Department of Genetics, The Norwegian Radium Hospital, Montebello, N-0310 Oslo, Norway.
Proceedings of the National Academy of Sciences (Impact Factor: 9.81). 10/2001; 98(19):10869-74. DOI: 10.1073/pnas.191367098
Source: PubMed

ABSTRACT The purpose of this study was to classify breast carcinomas based on variations in gene expression patterns derived from cDNA microarrays and to correlate tumor characteristics to clinical outcome. A total of 85 cDNA microarray experiments representing 78 cancers, three fibroadenomas, and four normal breast tissues were analyzed by hierarchical clustering. As reported previously, the cancers could be classified into a basal epithelial-like group, an ERBB2-overexpressing group and a normal breast-like group based on variations in gene expression.
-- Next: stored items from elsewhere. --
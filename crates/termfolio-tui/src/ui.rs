//! Ratatui rendering of the core screen model.
//!
//! One output viewport anchored to the bottom (new blocks are always
//! visible, matching the original's scroll-to-bottom on dispatch) above a
//! single-line prompt. The light theme repaints the palette; dark is the
//! terminal's own colors.

use ratatui::{
    Frame,
    layout::{Constraint, Layout, Rect},
    style::{Color, Modifier, Style},
    text::{Line, Span, Text},
    widgets::{Paragraph, Wrap},
};
use termfolio_core::{App, BlockRole, screen};

/// Marker shown next to a collapsed detail section.
const COLLAPSED: &str = "[+] ";
/// Marker shown next to an expanded detail section.
const EXPANDED: &str = "[-] ";

/// Draw one frame.
pub fn draw(frame: &mut Frame<'_>, app: &App) {
    let base = base_style(app);
    let [output_area, input_area] =
        Layout::vertical([Constraint::Min(1), Constraint::Length(1)]).areas(frame.area());

    draw_output(frame, output_area, app, base);
    draw_input(frame, input_area, app, base);
}

fn base_style(app: &App) -> Style {
    if app.theme().is_light() {
        Style::default().fg(Color::Black).bg(Color::White)
    } else {
        Style::default()
    }
}

fn prompt_style(base: Style) -> Style {
    base.fg(Color::Green).add_modifier(Modifier::BOLD)
}

fn draw_output(frame: &mut Frame<'_>, area: Rect, app: &App, base: Style) {
    let mut lines: Vec<Line<'_>> = Vec::new();

    for block in app.screen().blocks() {
        let block_style = match block.role {
            Some(BlockRole::Alert) => base.fg(Color::Red),
            Some(BlockRole::Status) | None => base,
        };
        for line in &block.lines {
            match line {
                screen::Line::Prompt(text) => {
                    let style = match block.role {
                        Some(BlockRole::Alert) => block_style.add_modifier(Modifier::BOLD),
                        _ => prompt_style(base),
                    };
                    lines.push(Line::styled(text.clone(), style));
                },
                screen::Line::Text(text) => lines.push(Line::styled(text.clone(), block_style)),
                screen::Line::Bullet(text) => lines.push(Line::from(vec![
                    Span::styled("  • ", block_style),
                    Span::styled(text.clone(), block_style),
                ])),
                screen::Line::Section(section) => {
                    let marker = if section.expanded { EXPANDED } else { COLLAPSED };
                    lines.push(Line::from(vec![
                        Span::styled(marker, base.fg(Color::Cyan).add_modifier(Modifier::BOLD)),
                        Span::styled(section.summary.clone(), base.fg(Color::Cyan)),
                    ]));
                    if section.expanded {
                        for body_line in &section.body {
                            lines.push(Line::styled(format!("    {body_line}"), block_style));
                        }
                    }
                },
            }
        }
    }

    // Bottom-anchor once the output outgrows the viewport.
    let total = u16::try_from(lines.len()).unwrap_or(u16::MAX);
    let offset = total.saturating_sub(area.height);

    let paragraph = Paragraph::new(Text::from(lines))
        .style(base)
        .wrap(Wrap { trim: false })
        .scroll((offset, 0));
    frame.render_widget(paragraph, area);
}

fn draw_input(frame: &mut Frame<'_>, area: Rect, app: &App, base: Style) {
    let line = Line::from(vec![
        Span::styled("➜ ~ ", prompt_style(base)),
        Span::styled(app.input().buffer().to_owned(), base),
        Span::styled(" ", base.add_modifier(Modifier::REVERSED)),
    ]);
    frame.render_widget(Paragraph::new(line).style(base), area);
}
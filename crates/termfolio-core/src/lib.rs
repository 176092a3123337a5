//! Portfolio terminal core logic
//!
//! Pure state machine logic for the portfolio terminal, completely decoupled
//! from I/O. This enables deterministic testing of every user-visible
//! behavior without a real terminal.
//!
//! # Architecture
//!
//! All controller logic lives in deterministic state machines that are
//! isolated from rendering, time, and the content source. State transitions
//! produce declarative [`AppAction`]s that describe intended effects rather
//! than executing them directly; a runtime (the ratatui front end in
//! production, a plain test driver otherwise) is responsible for
//! interpreting and executing those actions.
//!
//! # Components
//!
//! - [`App`]: the controller state machine (dispatch, executor, lazy load)
//! - [`registry`]: the static command registry
//! - [`history`]: session command history with a recall cursor
//! - [`input`]: the input-line key-event state machine
//! - [`screen`]: the renderer-agnostic output model
//! - [`content`]: the asynchronous content-source boundary

#![forbid(unsafe_code)]
#![deny(missing_docs)]

mod action;
mod app;
mod event;
pub mod content;
pub mod history;
pub mod input;
pub mod registry;
pub mod screen;
pub mod theme;

pub use action::AppAction;
pub use app::App;
pub use content::{ContentError, ContentSource, ContentTable};
pub use event::AppEvent;
pub use history::History;
pub use input::{InputEffect, InputState, KeyInput};
pub use registry::{CommandKind, Registry};
pub use screen::{Block, BlockRole, DetailSection, Line, Screen};
pub use theme::Theme;
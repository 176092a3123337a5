//! Terminal UI for the portfolio shell
//!
//! A thin shell over the [`termfolio_core::App`] state machine that provides
//! terminal-specific I/O. All dispatch logic lives in the core; this crate
//! translates crossterm events, renders the screen model with ratatui, and
//! executes the actions the core produces.

#![forbid(unsafe_code)]
#![deny(missing_docs)]

pub mod keymap;
pub mod runtime;
pub mod terminal;
pub mod ui;

pub use runtime::Runtime;
pub use terminal::{TerminalError, Tui};
pub use termfolio_core::{App, AppAction, AppEvent, KeyInput};
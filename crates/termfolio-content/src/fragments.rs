//! The fragment texts.
//!
//! Plain text with the line-prefix convention the core screen model parses:
//! `- ` bullets, `+ ` collapsible section summaries with two-space-indented
//! bodies, `➜ ` prompt-styled lines.

const SKILLS: &str = "\
➜ Technical Skills
- Languages: Python, C/C++, JavaScript, SQL
- AI & ML: LLMs, prompt engineering, model evaluation
- Web: HTML, CSS, Node.js
- Systems: Git, Linux, Docker, embedded toolchains
- Practices: code review, CI, test-driven development";

const EXPERIENCE: &str = "\
➜ Work Experience
+ Graduate Software Engineer - 2023 to present
  Building AI-assisted engineering tools for internal teams.
  Working across Python services, LLM pipelines, and web frontends.
+ Undergraduate Research Assistant - 2022 to 2023
  Investigated LLM-based code comprehension for first-year programming.
  Co-authored a peer-reviewed publication on conversational AI tutoring.
+ IT Support Officer (casual) - 2020 to 2022
  Frontline support and fleet imaging for a regional campus.";

const PROJECTS: &str = "\
➜ Projects
+ Terminal Portfolio
  This site: a keyboard-driven portfolio shell with history,
  tab completion, and lazily loaded content.
+ LLM Study Companion
  Retrieval-augmented chat assistant for engineering coursework.
+ Sensor Fusion Rig
  Embedded C firmware fusing IMU and GPS data on a microcontroller.";

const RESEARCH: &str = "\
➜ Research
- Conversational AI in engineering education
- LLM-assisted assessment and feedback at scale
- Publication: \"Large language models as programming tutors:
a controlled study\" (2023)";

const CONTACT: &str = "\
➜ Contact
- Email: hello@chriskumar.dev
- GitHub: github.com/chris-kumar
- LinkedIn: linkedin.com/in/christopher-kumar";

/// Every informational command paired with its fragment.
pub(crate) const ALL: &[(&str, &str)] = &[
    ("skills", SKILLS),
    ("experience", EXPERIENCE),
    ("projects", PROJECTS),
    ("research", RESEARCH),
    ("contact", CONTACT),
];
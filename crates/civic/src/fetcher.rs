// SPDX-FileCopyrightText: 2026 Civic Contributors
// SPDX-License-Identifier: MIT OR Apache-2.0

//! Source fetcher used by the binary when no upstream integration is linked in.

use async_trait::async_trait;
use serde_json::Value;

use civic_core::descriptor::DataSource;
use civic_core::traits::SourceFetcher;
use civic_core::CivicError;

/// Rejects every fetch. Plugins still load, register and report health;
/// each sync records a per-data-type fetch error instead of writing records.
pub struct UnconfiguredFetcher;

#[async_trait]
impl SourceFetcher for UnconfiguredFetcher {
    async fn fetch(&self, source: &DataSource) -> Result<Vec<Value>, CivicError> {
        Err(CivicError::Internal(format!(
            "no source fetcher configured for {}",
            source.url
        )))
    }
}

#[cfg(test)]
mod tests {
    use super::*;
    use serde_json::json;

    #[tokio::test]
    async fn every_fetch_names_the_source() {
        let source: DataSource = serde_json::from_value(json!({
            "url": "https://ca.test/props",
            "dataType": "propositions",
            "contentGoal": "measures"
        }))
        .unwrap();
        let err = UnconfiguredFetcher.fetch(&source).await.unwrap_err();
        assert!(err.to_string().contains("https://ca.test/props"));
    }
}
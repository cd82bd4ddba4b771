// SPDX-FileCopyrightText: 2026 Civic Contributors
// SPDX-License-Identifier: MIT OR Apache-2.0

//! Configuration loader using Figment for layered config merging.
//!
//! Supports XDG hierarchy: `./civic.toml` > `~/.config/civic/civic.toml` > `/etc/civic/civic.toml`
//! with environment variable overrides via `CIVIC_` prefix.

#![allow(clippy::result_large_err)] // figment::Error is external and cannot be boxed without wrapper

use std::path::Path;

use figment::{
    Figment,
    providers::{Env, Format, Serialized, Toml},
};

use crate::model::CivicConfig;

/// Load configuration from the standard XDG hierarchy with env var overrides.
///
/// Merge order (later overrides earlier):
/// 1. Compiled defaults
/// 2. `/etc/civic/civic.toml`
/// 3. `~/.config/civic/civic.toml`
/// 4. `./civic.toml`
/// 5. `CIVIC_*` environment variables
pub fn load_config() -> Result<CivicConfig, figment::Error> {
    build_figment().extract()
}

/// Load configuration from a TOML string only (no XDG lookup, no env).
pub fn load_config_from_str(toml_content: &str) -> Result<CivicConfig, figment::Error> {
    Figment::new()
        .merge(Serialized::defaults(CivicConfig::default()))
        .merge(Toml::string(toml_content))
        .extract()
}

/// Load configuration from a specific file path with env var overrides.
pub fn load_config_from_path(path: &Path) -> Result<CivicConfig, figment::Error> {
    Figment::new()
        .merge(Serialized::defaults(CivicConfig::default()))
        .merge(Toml::file(path))
        .merge(env_provider())
        .extract()
}

/// Build the Figment used for config loading, before extraction.
pub fn build_figment() -> Figment {
    Figment::new()
        .merge(Serialized::defaults(CivicConfig::default()))
        .merge(Toml::file("/etc/civic/civic.toml"))
        .merge(Toml::file(
            dirs::config_dir()
                .map(|d| d.join("civic/civic.toml"))
                .unwrap_or_default(),
        ))
        .merge(Toml::file("civic.toml"))
        .merge(env_provider())
}

/// Environment provider with explicit section mapping.
///
/// `Env::split("_")` would turn `CIVIC_PLUGINS_LOCAL_REGION` into
/// `plugins.local.region`; only the first segment names the section.
fn env_provider() -> Env {
    Env::prefixed("CIVIC_").map(|key| {
        let key_str = key.as_str();
        let mapped = key_str
            .replacen("log_", "log.", 1)
            .replacen("plugins_", "plugins.", 1)
            .replacen("storage_", "storage.", 1)
            .replacen("sync_", "sync.", 1);
        mapped.into()
    })
}
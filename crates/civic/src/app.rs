// SPDX-FileCopyrightText: 2026 Civic Contributors
// SPDX-License-Identifier: MIT OR Apache-2.0

//! Process-wide wiring shared by the subcommands.
//!
//! Opens the store, runs startup against the plugin directory, and hands the
//! resulting registry to a [`SyncEngine`]. [`App::shutdown`] tears the
//! registry down before closing the database.

use std::sync::Arc;

use civic_config::CivicConfig;
use civic_core::traits::SourceFetcher;
use civic_core::CivicError;
use civic_plugin::{PluginLoader, PluginRegistry};
use civic_storage::SqliteStore;
use civic_sync::{StartupReport, SyncEngine, bootstrap};
use tracing::{info, warn};

pub struct App {
    pub config: CivicConfig,
    pub store: Arc<SqliteStore>,
    pub registry: Arc<PluginRegistry>,
    pub engine: Arc<SyncEngine>,
    pub report: StartupReport,
}

impl App {
    pub async fn start(
        config: CivicConfig,
        fetcher: Arc<dyn SourceFetcher>,
    ) -> Result<Self, CivicError> {
        let store = Arc::new(SqliteStore::open(&config.storage).await?);
        Self::start_with_store(config, store, fetcher).await
    }

    pub async fn start_with_store(
        config: CivicConfig,
        store: Arc<SqliteStore>,
        fetcher: Arc<dyn SourceFetcher>,
    ) -> Result<Self, CivicError> {
        let loader = PluginLoader::new(fetcher);
        let registry = Arc::new(PluginRegistry::new());
        let report = bootstrap(&config, store.as_ref(), &loader, &registry).await?;
        for warning in &report.warnings {
            warn!("{warning}");
        }

        let engine = Arc::new(SyncEngine::new(registry.clone(), store.clone()));
        Ok(Self {
            config,
            store,
            registry,
            engine,
            report,
        })
    }

    /// Destroy every registered plugin, then close the database.
    pub async fn shutdown(self) -> Result<(), CivicError> {
        self.registry.teardown().await;
        drop(self.engine);
        match Arc::try_unwrap(self.store) {
            Ok(store) => store.close().await?,
            Err(_) => warn!("store still shared at shutdown, skipping WAL checkpoint"),
        }
        info!("shutdown complete");
        Ok(())
    }
}
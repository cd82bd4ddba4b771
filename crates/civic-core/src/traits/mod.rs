// SPDX-FileCopyrightText: 2026 Civic Contributors
// SPDX-License-Identifier: MIT OR Apache-2.0

//! Collaborator trait definitions.
//!
//! All traits use `#[async_trait]` for dynamic dispatch compatibility.

pub mod plugin;
pub mod storage;

pub use plugin::{CampaignFinanceSource, RegionPlugin, SourceFetcher};
pub use storage::{RecordStore, RecordUpsert, SelectionStore, StoredRecord};
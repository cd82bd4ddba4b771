// SPDX-FileCopyrightText: 2026 Civic Contributors
// SPDX-License-Identifier: MIT OR Apache-2.0

//! Reconciliation against the SQLite store.

use std::sync::Arc;

use civic_core::types::{DataType, PageRequest, Slot};
use civic_plugin::PluginRegistry;
use civic_storage::SqliteStore;
use civic_sync::SyncEngine;
use civic_test_utils::{MockPlugin, fixtures};

async fn engine_over_sqlite(plugin: Arc<MockPlugin>) -> SyncEngine {
    let registry = Arc::new(PluginRegistry::new());
    registry
        .register(Slot::Local, "ohio", plugin, None)
        .await
        .unwrap();
    let store = SqliteStore::open_in_memory().await.unwrap();
    SyncEngine::new(registry, Arc::new(store))
}

#[tokio::test]
async fn second_sync_splits_created_and_updated() {
    let plugin = Arc::new(MockPlugin::new("ohio").with_propositions(fixtures::propositions("a", 500)));
    let engine = engine_over_sqlite(plugin.clone()).await;

    let first = engine.sync_data_type(DataType::Propositions).await;
    assert!(first.is_success(), "{:?}", first.errors);
    assert_eq!(first.items_created, 500);
    assert_eq!(first.items_updated, 0);

    let mut next = fixtures::propositions("a", 500);
    next.extend(fixtures::propositions("b", 500));
    plugin.set_propositions(next).await;

    let second = engine.sync_data_type(DataType::Propositions).await;
    assert_eq!(second.items_processed, 1000);
    assert_eq!(second.items_created, 500);
    assert_eq!(second.items_updated, 500);

    let page = engine.propositions(PageRequest::new(0, 10)).await.unwrap();
    assert_eq!(page.total, 1000);
    assert_eq!(page.items[0].record.external_id, "a-0");

    let past_end = engine
        .propositions(PageRequest::new(usize::MAX, 10))
        .await
        .unwrap();
    assert!(past_end.items.is_empty());
    assert!(!past_end.has_more);
}

#[tokio::test]
async fn updates_keep_the_persisted_id() {
    let plugin = Arc::new(MockPlugin::new("ohio").with_propositions(fixtures::propositions("p", 1)));
    let engine = engine_over_sqlite(plugin.clone()).await;

    engine.sync_data_type(DataType::Propositions).await;
    let before = engine.propositions(PageRequest::default()).await.unwrap();

    let mut changed = fixtures::proposition("p-0");
    changed.title = "Renamed measure".to_string();
    plugin.set_propositions(vec![changed]).await;
    let result = engine.sync_data_type(DataType::Propositions).await;
    assert_eq!(result.items_updated, 1);

    let after = engine.propositions(PageRequest::default()).await.unwrap();
    assert_eq!(after.total, 1);
    assert_eq!(after.items[0].id, before.items[0].id);
    assert_eq!(after.items[0].record.title, "Renamed measure");
}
A novel finding was that the previously characterized luminal epithelial/estrogen receptor-positive group could be divided into at least two subgroups, each with a distinctive expression profile. These subtypes proved to be reasonably robust by clustering using two different gene sets: first, a set of 456 cDNA clones previously selected to reflect intrinsic properties of the tumors and, second, a gene set that highly correlated with patient outcome. Survival analyses on a subcohort of patients with locally advanced breast cancer uniformly treated in a prospective study showed significantly different outcomes for the patients belonging to the various groups, including a poor prognosis for the basal-like subtype and a significant difference in outcome for the two estrogen receptor-positive groups.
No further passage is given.